Background: Little is known about the extent of antiepileptic drug (AED) use in pregnancy, particularly for newer agents. Our objective was to assess whether AED use has increased among pregnant women in the US, 2001–2007.
Methods: We analysed data from the Medication Exposure in Pregnancy Risk Evaluation Program (MEPREP) database, 1 January 2001 to 31 December 2007. We identified liveborn deliveries among women, aged 15–45 years on delivery date, who were members of MEPREP health plans (n = 585 615 deliveries). Pregnancy exposure to AEDs, determined through outpatient pharmacy dispensing files. Older AEDs were available for clinical use before 1993; other agents were considered newer AEDs. Information on sociodemographic and medical/reproductive factors was obtained from linked birth certificate files. Maternal diagnoses were identified based on ICD-9 codes.
Results: Prevalence of AED use during pregnancy increased between 2001 (15.7 per 1000 deliveries) and 2007 (21.9 per 1000 deliveries), driven primarily by a fivefold increase in the use of newer AEDs. Thirteen per cent of AED-exposed deliveries involved a combination of two or more AEDs.

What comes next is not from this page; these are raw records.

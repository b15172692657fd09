//! # Micro4 Instruction Table
//!
//! Eight instructions selected by the high nibble of the opcode byte. Only LDI uses the
//! low nibble (as its immediate); the others ignore it. Sizes below are in bytes; each
//! byte occupies two nibble cells in memory.

use crate::addressing::AddressingMode;
use crate::opcodes::InstructionDescriptor;

/// Micro4 operations.
#[derive(Debug, Clone, Copy, PartialEq, Eq)]
pub enum Op {
    Hlt,
    Lda,
    Sta,
    Add,
    Sub,
    Jmp,
    Jz,
    Ldi,
}

const fn row(
    mnemonic: &'static str,
    opcode: u8,
    op: Op,
    mode: AddressingMode,
    cycles: u8,
) -> InstructionDescriptor<Op> {
    InstructionDescriptor {
        mnemonic,
        opcode,
        op,
        mode,
        implied: "",
        cycles,
    }
}

use AddressingMode::{Direct8, Implicit, PackedNibble};

/// The complete Micro4 instruction set.
///
/// Cycle costs include the two-cycle fetch of the opcode byte.
pub static INSTRUCTION_TABLE: &[InstructionDescriptor<Op>] = &[
    row("HLT", 0x00, Op::Hlt, Implicit, 3),
    row("LDA", 0x10, Op::Lda, Direct8, 5),
    row("STA", 0x20, Op::Sta, Direct8, 5),
    row("ADD", 0x30, Op::Add, Direct8, 5),
    row("SUB", 0x40, Op::Sub, Direct8, 5),
    row("JMP", 0x50, Op::Jmp, Direct8, 4),
    row("JZ", 0x60, Op::Jz, Direct8, 5),
    row("LDI", 0x70, Op::Ldi, PackedNibble, 3),
];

Psychiatric disorders were the most prevalent diagnoses, followed by epileptic and pain disorders, among AED users regardless of AED type, year of conception or gestational period.
Conclusions: AED use during pregnancy increased between 2001 and 2007, driven by a fivefold increase in the use of newer AEDs. Nearly one in eight AED-exposed deliveries involved the concomitant use of more than one AED. Additional investigations of the reproductive safety of newer AEDs may be needed.